In conclusion, we have proposed a new type of anti-collusion approach for online exams, which relies on discrete optimization in the permutation space and prior knowledge on students’ competences to suppress collusion behaviors among students. Together with other complementary methods, the general cheating prevention purpose can be achieved. Also, we have reported our DOT platform and its successful application. It has been theoretically, numerically, and experimentally demonstrated that using the DOT technology allows reducing the cheating benefit cost-effectively so that accurate and reliable exams are feasible during social distancing and beyond.

Methods

Assumptions on collusion behaviors

The assumptions on collusion behaviors are as follows:

  1. 1.

    Cheating is unidirectional. If two students A and B collaborate on collusion, and A has better competence than B, then only B will copy answers from A which is termed as B cheating from A and A helping B.

  2. 2.

    B can get the answer from A if A has already answered the question before B or they are working on the problem at the same time. Thus, different relative SQs (we denote ‘sequence of questions’ as SQ for short) for A and B will influence the number of questions that B can copy from A.

  3. 3.

    Each student can only cheat from no more than one student (“A helping B” model); Given the limited duration of the time slot for each question and stress involved during an exam, B is expected to rely on typically only one helper A. Put differently, as B requires assistance, he/she is not good at judging which answer is correct when different inputs come from multiple helpers (unless B uses a voting strategy which may or may not make a significant difference to his/her final score). Hence, we consider the “A helping B” model as reasonable in this context.

  4. 4.

    B can help C while cheating from A.

  5. 5.

    B cheating from A does not influence D cheating from A; in other words, one student can help multiple students.

  6. 6.

    An answer based on cheating is not disseminated further to help other students. This assumption can be justified by the argument that given the limited time of an exam and involved stresses, B is unlikely to remember what he/she copied from A and to have the time to provide C with the answer.

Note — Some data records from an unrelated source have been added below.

use std::collections::HashSet;
use std::path::{Path, PathBuf};

use serde::{Deserialize, Serialize};

use crate::error::{ImportError, Result};

/// File name of the per-project config, looked up in the working directory.
pub const PROJECT_CONFIG_FILE: &str = "sim-import.toml";

/// Location of the per-user config file.
#[must_use]
pub fn global_config_path() -> Option<PathBuf> {
    dirs::config_dir().map(|dir| dir.join("sim-import").join("config.toml"))
}

#[derive(Debug, Clone, Default, Serialize, Deserialize)]
pub struct Config {
    #[serde(default)]
    pub paths: PathsConfig,
    #[serde(default)]
    pub rewrite: RewriteConfig,
}

impl Config {
    /// Load the effective config: defaults, then the global file and the
    /// project file (or one explicit file), then `SIM_IMPORT_*` variables.
    pub fn load(explicit_path: Option<&Path>, project_dir: &Path) -> Result<Self> {
        Self::load_layers(
            explicit_path,
            project_dir,
            global_config_path().as_deref(),
            |key| std::env::var(key).ok(),
        )
    }

    /// Layered load with the global file location and the environment
    /// supplied by the caller.
    pub fn load_layers<F>(
        explicit_path: Option<&Path>,
        project_dir: &Path,
        global_path: Option<&Path>,
        lookup: F,
    ) -> Result<Self>
    where
        F: Fn(&str) -> Option<String>,
    {
        let mut config = Self::default();

        let explicit = explicit_path
            .map(PathBuf::from)
            .or_else(|| lookup("SIM_IMPORT_CONFIG").map(PathBuf::from));

        if let Some(path) = explicit {
            if !path.exists() {
                return Err(ImportError::Config(format!(
                    "config file {} does not exist",
                    path.display()
                )));
            }
            if let Some(patch) = Self::load_patch(&path)? {
                config.merge_patch(patch);
            }
        } else {
            if let Some(global) = global_path {
                if let Some(patch) = Self::load_patch(global)? {
                    config.merge_patch(patch);
                }
            }
            if let Some(project) = Self::load_patch(&project_dir.join(PROJECT_CONFIG_FILE))? {
                config.merge_patch(project);
            }
        }

        config.apply_env_overrides(lookup)?;

        Ok(config)
    }

    /// Parse a config document, layering it over the defaults.
    pub fn from_toml_str(raw: &str) -> Result<Self> {
        let patch: ConfigPatch =
            toml::from_str(raw).map_err(|err| ImportError::Config(format!("parse config: {err}")))?;
        let mut config = Self::default();
        config.merge_patch(patch);
        Ok(config)
    }

    fn load_patch(path: &Path) -> Result<Option<ConfigPatch>> {
        if !path.exists() {
            return Ok(None);
        }

        let raw = std::fs::read_to_string(path)
            .map_err(|err| ImportError::Config(format!("read config {}: {err}", path.display())))?;
        let patch = toml::from_str(&raw)
            .map_err(|err| ImportError::Config(format!("parse config {}: {err}", path.display())))?;
        tracing::debug!(path = %path.display(), "Loaded config file");
        Ok(Some(patch))
    }

    fn merge_patch(&mut self, patch: ConfigPatch) {
        if let Some(patch) = patch.paths {
            self.paths.merge(patch);
        }
        if let Some(patch) = patch.rewrite {
            self.rewrite.merge(patch);
        }
    }

    /// Apply `SIM_IMPORT_*` overrides read through `lookup`.
    pub fn apply_env_overrides<F>(&mut self, lookup: F) -> Result<()>
    where
        F: Fn(&str) -> Option<String>,
    {
        if let Some(value) = lookup("SIM_IMPORT_PROJECT_ROOT") {
            self.paths.project_root = PathBuf::from(value);
        }
        if let Some(value) = lookup("SIM_IMPORT_RECORDER_ROOT") {
            self.paths.recorder_root = PathBuf::from(value);
        }
        if let Some(value) = lookup("SIM_IMPORT_MARKER") {
            self.paths.marker = value;
        }

        if let Some(value) = lookup("SIM_IMPORT_TOKEN_HEADER") {
            self.rewrite.token_header = value;
        }
        if let Some(value) = lookup("SIM_IMPORT_SNIPPET_WINDOW") {
            self.rewrite.snippet_window = value.parse::<usize>().map_err(|err| {
                ImportError::Config(format!(
                    "invalid SIM_IMPORT_SNIPPET_WINDOW value {value}: {err}"
                ))
            })?;
        }
        if let Some(value) = lookup("SIM_IMPORT_BOILERPLATE") {
            self.rewrite.boilerplate = merge_unique(&self.rewrite.boilerplate, split_list(&value));
        }
        if let Some(value) = lookup("SIM_IMPORT_ANCHOR") {
            self.rewrite.anchor = AnchorConfig {
                contains: Some(value),
                pattern: None,
            };
        }
        if let Some(value) = lookup("SIM_IMPORT_ANCHOR_PATTERN") {
            self.rewrite.anchor = AnchorConfig {
                contains: None,
                pattern: Some(value),
            };
        }

        Ok(())
    }
}

/// Locations of the recorder output and of the project it is imported into.
#[derive(Debug, Clone, Serialize, Deserialize)]
pub struct PathsConfig {
    pub project_root: PathBuf,
    pub recorder_root: PathBuf,
    /// Generated script, relative to `recorder_root`.
    pub simulation_input: PathBuf,
    /// Recorded request bodies, relative to `recorder_root`.
    pub bodies_input: PathBuf,
    /// Body directory inside the project, relative to `project_root`.
    pub bodies_target: PathBuf,
    /// Rewritten script, relative to `project_root`.
    pub simulation_output: PathBuf,
    /// Substring identifying generated artifacts by file name.
    pub marker: String,
}

impl Default for PathsConfig {
    fn default() -> Self {
        Self {
            project_root: PathBuf::from("."),
            recorder_root: PathBuf::from("."),
            simulation_input: PathBuf::from(
                "user-files/simulations/simulations/RecordedSimulation.scala",
            ),
            bodies_input: PathBuf::from("user-files/bodies"),
            bodies_target: PathBuf::from("src/test/resources/request-bodies"),
            simulation_output: PathBuf::from("src/test/scala/simulations/RecordedSimulation.scala"),
            marker: "RecordedSimulation".to_string(),
        }
    }
}

impl PathsConfig {
    fn merge(&mut self, patch: PathsPatch) {
        if let Some(value) = patch.project_root {
            self.project_root = value;
        }
        if let Some(value) = patch.recorder_root {
            self.recorder_root = value;
        }
        if let Some(value) = patch.simulation_input {
            self.simulation_input = value;
        }
        if let Some(value) = patch.bodies_input {
            self.bodies_input = value;
        }
        if let Some(value) = patch.bodies_target {
            self.bodies_target = value;
        }
        if let Some(value) = patch.simulation_output {
            self.simulation_output = value;
        }
        if let Some(value) = patch.marker {
            self.marker = value;
        }
    }

    /// Resolve the configured locations into the paths the import works on.
    #[must_use]
    pub fn resolve(&self) -> ImportPaths {
        ImportPaths {
            simulation_input: self.recorder_root.join(&self.simulation_input),
            bodies_source: self.recorder_root.join(&self.bodies_input),
            bodies_target: self.project_root.join(&self.bodies_target),
            simulation_output: self.project_root.join(&self.simulation_output),
            marker: self.marker.clone(),
        }
    }
}

/// Fully resolved locations for one import run.
#[derive(Debug, Clone, PartialEq, Eq, Serialize)]
pub struct ImportPaths {
    pub simulation_input: PathBuf,
    pub simulation_output: PathBuf,
    pub bodies_source: PathBuf,
    pub bodies_target: PathBuf,
    pub marker: String,
}

#[derive(Debug, Clone, Serialize, Deserialize)]
pub struct RewriteConfig {
    /// Header carrying the anti-forgery token.
    pub token_header: String,
    /// Session variable and cookie name holding the token value.
    pub session_token: String,
    pub content_type: String,
    /// Lines containing any of these are dropped.
    pub boilerplate: Vec<String>,
    /// Number of lines after the anchor eligible for the token snippet.
    pub snippet_window: usize,
    pub cookie_domain: String,
    pub cookie_path: String,
    #[serde(default)]
    pub anchor: AnchorConfig,
}

impl Default for RewriteConfig {
    fn default() -> Self {
        Self {
            token_header: "x-xsrf-token".to_string(),
            session_token: "xsrf-token".to_string(),
            content_type: "application/json".to_string(),
            boilerplate: vec![
                ".authorizationHeader(\"".to_string(),
                ".contentTypeHeader(\"".to_string(),
                ".connection(\"".to_string(),
                "\"cdn.mathjax.org\"".to_string(),
                "\"www.google-analytics.com\"".to_string(),
            ],
            snippet_window: 3,
            cookie_domain: "localhost".to_string(),
            cookie_path: "/".to_string(),
            anchor: AnchorConfig::default(),
        }
    }
}

impl RewriteConfig {
    fn merge(&mut self, patch: RewritePatch) {
        if let Some(value) = patch.token_header {
            self.token_header = value;
        }
        if let Some(value) = patch.session_token {
            self.session_token = value;
        }
        if let Some(value) = patch.content_type {
            self.content_type = value;
        }
        if let Some(values) = patch.boilerplate {
            self.boilerplate = values;
        }
        if let Some(value) = patch.snippet_window {
            self.snippet_window = value;
        }
        if let Some(value) = patch.cookie_domain {
            self.cookie_domain = value;
        }
        if let Some(value) = patch.cookie_path {
            self.cookie_path = value;
        }
        if let Some(value) = patch.anchor {
            self.anchor = value;
        }
    }
}

/// Predicate selecting the anchor line.
///
/// `pattern` wins over `contains` when both are set.
#[derive(Debug, Clone, Serialize, Deserialize)]
pub struct AnchorConfig {
    #[serde(default, skip_serializing_if = "Option::is_none")]
    pub contains: Option<String>,
    #[serde(default, skip_serializing_if = "Option::is_none")]
    pub pattern: Option<String>,
}

impl Default for AnchorConfig {
    fn default() -> Self {
        Self {
            contains: Some("\"/dtdl/login".to_string()),
            pattern: None,
        }
    }
}

#[derive(Debug, Clone, Default, Deserialize)]
struct ConfigPatch {
    pub paths: Option<PathsPatch>,
    pub rewrite: Option<RewritePatch>,
}

#[derive(Debug, Clone, Default, Deserialize)]
struct PathsPatch {
    pub project_root: Option<PathBuf>,
    pub recorder_root: Option<PathBuf>,
    pub simulation_input: Option<PathBuf>,
    pub bodies_input: Option<PathBuf>,
    pub bodies_target: Option<PathBuf>,
    pub simulation_output: Option<PathBuf>,
    pub marker: Option<String>,
}

#[derive(Debug, Clone, Default, Deserialize)]
struct RewritePatch {
    pub token_header: Option<String>,
    pub session_token: Option<String>,
    pub content_type: Option<String>,
    pub boilerplate: Option<Vec<String>>,
    pub snippet_window: Option<usize>,
    pub cookie_domain: Option<String>,
    pub cookie_path: Option<String>,
    pub anchor: Option<AnchorConfig>,
}

fn merge_unique(existing: &[String], values: Vec<String>) -> Vec<String> {
    let mut seen = HashSet::new();
    let mut out = Vec::new();
    for value in existing.iter().cloned().chain(values) {
        if seen.insert(value.clone()) {
            out.push(value);
        }
    }
    out
}

fn split_list(value: &str) -> Vec<String> {
    value
        .split(',')
        .map(str::trim)
        .filter(|entry| !entry.is_empty())
        .map(ToString::to_string)
        .collect()
}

Estimation of students’ competences

The students’ competences are estimated based on their performance in the midterm exam before implementing social distancing. The two classes were taught by different instructors, and have different midterm exams, but they will take the same final at the same time. Thus, their relative performances in the class were treated as their competence score rather than their real scores. The grade distributions of the two classes were first normalized to the distribution with zero mean and unit variance, and then combined together. It is worth mentioning that students who did not participated in the midterm exam were excluded from the normalization procedure, and then put back to the combined profile with 0 (assigning an average performance to estimate their performance). Finally, combined normalized grades were then linearly transformed to the range [0.25, 1] to form the prior knowledge of the competence profile Y of the combined set of the students. Note that the range [0.25, 1] is empirically selected. Based on our experience, all questions were covered in the class and a few students got nearly perfect scores while a few totally unprepared students were also seen every semester. In addition, the heuristic colluding matrix P relies on the competence differences rather than the competence values, hence, the linear transformation of the competence range will only impose a constant scaling factor on the average collusion gain g base on equation (1), which will not influence the optimization result of the SQ assignments.

Construction of the colluding matrix

To perform the optimization, we heuristically construct a colluding matrix P depicting the probability of every student cheating from another student. Following the notation in the main text, reasonable assumptions about colluding mechanisms are made as follows: (1) The probability of student i actively cheating is related to his/her competence yi; Student 1 tends not to cheat since he/she could obtain no gain (risk greater than benefit), while student N will try all means to cheat since he/she will always gain (benefit greater than risk). (2) The probability of collusion happens between two students A and B is related to the difference of yA and yB. Student i will have the strongest willingness to cheat from student 1, but the least willingness to cheat from student j if yi = yj since he/she cannot trust j more than himself/herself, and he/she will never cheat from j if yi > yj.

Based on the assumptions above, the colluding matrix P is heuristically constructed as follows:

$${p}_{j,i}=\left\{\begin{array}{ll}0,&{y}_{j}\le {y}_{i}\\ \frac{{y}_{j}-{y}_{i}}{\mathop{\sum }\nolimits_{k = 1}^{{n}_{f}(i)}({y}_{k}-{y}_{i})}(1-{p}_{i,i}),&{y}_{j}\;>\;{y}_{i}\end{array}\right.$$
(3)
$${p}_{i,i}={\left[1-\frac{\mathop{\sum }\nolimits_{k = 1}^{{n}_{f}(i)}({y}_{k}-{y}_{i})}{\mathop{\sum }\nolimits_{k = 1}^{N}({y}_{k}-{y}_{N})}\right]}^{\eta }$$
(4)

where nf(i) is defined as the number of elements in Y that are greater than yi, and η is a non-negative constant which can be used to adjust students’ willingness to cheat. Larger η will increase the colluding probability, and students are supposed to always commit active cheating if η =  (all optimizations were conducted with this setting). Equations (3) and (4) define the probabilities of the cheating and non-cheating states of student i respectively, and in the cheating state, the possibility of student i will cheat from student j is proportional to their competence difference yj − yi normalized by the sum of competence differences in all possible cases.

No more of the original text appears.